§ Work to be completed
Filter the records down to the lines that hold the word "insert", and copy each of those lines.

::: Information supplied

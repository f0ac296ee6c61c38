//! Opening hours display string.
//!
//! Source data carries hours in at least six different shapes. Each shape has
//! its own strategy; [`read_hours`] tries them in the order of
//! [`HOURS_STRATEGIES`] and keeps the first non-empty result.

use std::collections::BTreeMap;

use serde_json::Value;

use super::row::Row;
use super::time::{find_spans, parse_clock, Span};
use crate::record::{HoursByDept, TimeRange};
use crate::tables::Day;

pub type HoursStrategy = fn(&Row) -> Option<String>;

/// Strategy order. Reordering changes output for records that carry more
/// than one shape.
pub const HOURS_STRATEGIES: [(&str, HoursStrategy); 6] = [
    ("pharmacy_slots", pharmacy_slots),
    ("dept_hours", dept_hours),
    ("flat_alias", flat_alias),
    ("weekday_triple", weekday_triple),
    ("paired_columns", paired_columns),
    ("text_scan", text_scan),
];

/// Key the structured per-department map is kept under once `hours` has been
/// replaced by its display string.
pub const HOURS_DETAIL_KEY: &str = "hoursByDept";

const PHARMACY_SLOTS: u32 = 4;

const FLAT_HOURS_KEYS: [&str; 11] = [
    "hours",
    "診療時間",
    "営業時間",
    "開店時間",
    "受付時間",
    "opening_hours",
    "business_hours",
    "利用可能時間",
    "サービス提供時間",
    "営業時間帯",
    "診療受付時間",
];

const WEEKDAY_KEYS: [&str; 4] = ["平日", "平日診療時間", "weekday", "hours_weekday"];
const SATURDAY_KEYS: [&str; 5] = ["土曜", "土曜日", "土曜診療時間", "saturday", "hours_saturday"];
const SUNDAY_KEYS: [&str; 6] = ["日曜", "日曜日", "日祝", "日曜・祝日", "sunday", "hours_sunday"];

const PAIRED_KEYS: [(&str, &str); 7] = [
    ("開始時間", "終了時間"),
    ("営業開始時間", "営業終了時間"),
    ("診療開始時間", "診療終了時間"),
    ("受付開始時間", "受付終了時間"),
    ("start_time", "end_time"),
    ("opening_time", "closing_time"),
    ("open", "close"),
];

/// Display hours for a record, or an empty string.
pub fn read_hours(row: &Row) -> String {
    HOURS_STRATEGIES
        .iter()
        .find_map(|(_, strategy)| strategy(row).filter(|s| !s.is_empty()))
        .unwrap_or_default()
}

/// `<day>_開店時間帯<n>_開始時間` / `_終了時間`, up to four slots a day.
pub fn pharmacy_slots(row: &Row) -> Option<String> {
    let mut week: BTreeMap<Day, Vec<String>> = BTreeMap::new();
    for day in Day::ALL {
        for n in 1..=PHARMACY_SLOTS {
            let start = row.get(&format!("{}_開店時間帯{}_開始時間", day.symbol(), n));
            let end = row.get(&format!("{}_開店時間帯{}_終了時間", day.symbol(), n));
            if let (Some(s), Some(e)) = (start, end) {
                week.entry(day).or_default().push(slot_label(&s, &e));
            }
        }
    }
    non_empty(compact_week(&week))
}

/// Structured per-department hours, either as a nested map or as
/// `<day>_診療開始時間` / `<day>_外来受付開始時間` columns.
pub fn dept_hours(row: &Row) -> Option<String> {
    let nested = [row.value("hours"), row.value(HOURS_DETAIL_KEY)]
        .into_iter()
        .flatten()
        .find_map(|v| match v {
            Value::Object(_) => serde_json::from_value::<HoursByDept>(v.clone()).ok(),
            _ => None,
        });
    if let Some(hours) = nested {
        if let Some(display) = non_empty(pivot_display(&hours)) {
            return Some(display);
        }
    }

    let consult = day_columns(row, "診療開始時間", "診療終了時間");
    let week = if consult.is_empty() {
        day_columns(row, "外来受付開始時間", "外来受付終了時間")
    } else {
        consult
    };
    non_empty(compact_week(&week))
}

fn day_columns(row: &Row, start_suffix: &str, end_suffix: &str) -> BTreeMap<Day, Vec<String>> {
    let mut week = BTreeMap::new();
    for day in Day::ALL {
        let start = row.get(&format!("{}_{}", day.symbol(), start_suffix));
        let end = row.get(&format!("{}_{}", day.symbol(), end_suffix));
        if let (Some(s), Some(e)) = (start, end) {
            week.insert(day, vec![slot_label(&s, &e)]);
        }
    }
    week
}

/// Display string for a per-department map. Consultation hours are used
/// when any department has them, reception hours otherwise. With several
/// departments each day collapses to its earliest start and latest end.
pub fn pivot_display(hours: &HoursByDept) -> String {
    let use_consult = hours.values().any(|h| !h.consult.is_empty());
    let bags: Vec<&BTreeMap<Day, Vec<TimeRange>>> = hours
        .values()
        .map(|h| if use_consult { &h.consult } else { &h.accept })
        .filter(|bag| !bag.is_empty())
        .collect();

    let mut week: BTreeMap<Day, Vec<String>> = BTreeMap::new();
    for day in Day::ALL {
        let ranges: Vec<&TimeRange> = bags.iter().filter_map(|b| b.get(&day)).flatten().collect();
        if ranges.is_empty() {
            continue;
        }
        let labels = if bags.len() > 1 {
            collapse(&ranges).map(|s| vec![s.display()]).unwrap_or_default()
        } else {
            ranges.iter().map(|(s, e)| slot_label(s, e)).collect()
        };
        if !labels.is_empty() {
            week.insert(day, labels);
        }
    }
    compact_week(&week)
}

fn collapse(ranges: &[&TimeRange]) -> Option<Span> {
    let spans: Vec<Span> = ranges
        .iter()
        .filter_map(|(s, e)| Some(Span::new(parse_clock(s)?, parse_clock(e)?)))
        .collect();
    let start = spans.iter().map(|s| s.start).min()?;
    let end = spans.iter().map(|s| s.end).max()?;
    Some(Span::new(start, end))
}

/// Single-field hours columns.
pub fn flat_alias(row: &Row) -> Option<String> {
    row.pick(&FLAT_HOURS_KEYS)
}

/// Separate weekday / Saturday / Sunday columns.
pub fn weekday_triple(row: &Row) -> Option<String> {
    let parts: Vec<String> = [("平日", &WEEKDAY_KEYS[..]), ("土", &SATURDAY_KEYS[..]), ("日", &SUNDAY_KEYS[..])]
        .iter()
        .filter_map(|(label, keys)| row.pick(keys).map(|v| format!("{}:{}", label, v)))
        .collect();
    non_empty(parts.join("/"))
}

/// The first known start/end column pair with both sides set.
pub fn paired_columns(row: &Row) -> Option<String> {
    PAIRED_KEYS.iter().find_map(|(start, end)| {
        let s = row.get(start)?;
        let e = row.get(end)?;
        Some(slot_label(&s, &e))
    })
}

/// Last resort: the first `HH:MM〜HH:MM` anywhere in the record.
pub fn text_scan(row: &Row) -> Option<String> {
    row.scalars()
        .find_map(|(_, v)| find_spans(&v).into_iter().next())
        .map(|span| span.display())
}

/// `HH:MM〜HH:MM` when both sides parse, the trimmed source text otherwise.
pub fn slot_label(start: &str, end: &str) -> String {
    match (parse_clock(start), parse_clock(end)) {
        (Some(s), Some(e)) => Span::new(s, e).display(),
        _ => format!("{}〜{}", start.trim(), end.trim()),
    }
}

/// `平日:…/土:…/日:…/祝:…` when Monday to Friday share the same slots,
/// one entry per weekday otherwise.
pub fn compact_week(week: &BTreeMap<Day, Vec<String>>) -> String {
    let mut parts = Vec::new();

    let weekdays: Vec<Option<&Vec<String>>> = Day::WEEKDAYS.iter().map(|d| week.get(d)).collect();
    let shared = match weekdays[0] {
        Some(first) => weekdays.iter().all(|d| *d == Some(first)),
        None => false,
    };
    if shared {
        if let Some(first) = weekdays[0] {
            parts.push(format!("平日:{}", first.join(",")));
        }
    } else {
        for day in Day::WEEKDAYS {
            if let Some(slots) = week.get(&day) {
                parts.push(format!("{}:{}", day.symbol(), slots.join(",")));
            }
        }
    }
    for day in [Day::Sat, Day::Sun, Day::Hol] {
        if let Some(slots) = week.get(&day) {
            parts.push(format!("{}:{}", day.symbol(), slots.join(",")));
        }
    }
    parts.join("/")
}

fn non_empty(s: String) -> Option<String> {
    if s.is_empty() {
        None
    } else {
        Some(s)
    }
}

::::::

§ Solution
            week.insert(day, vec![slot_label(&s, &e)]);
            week.insert(day, labels);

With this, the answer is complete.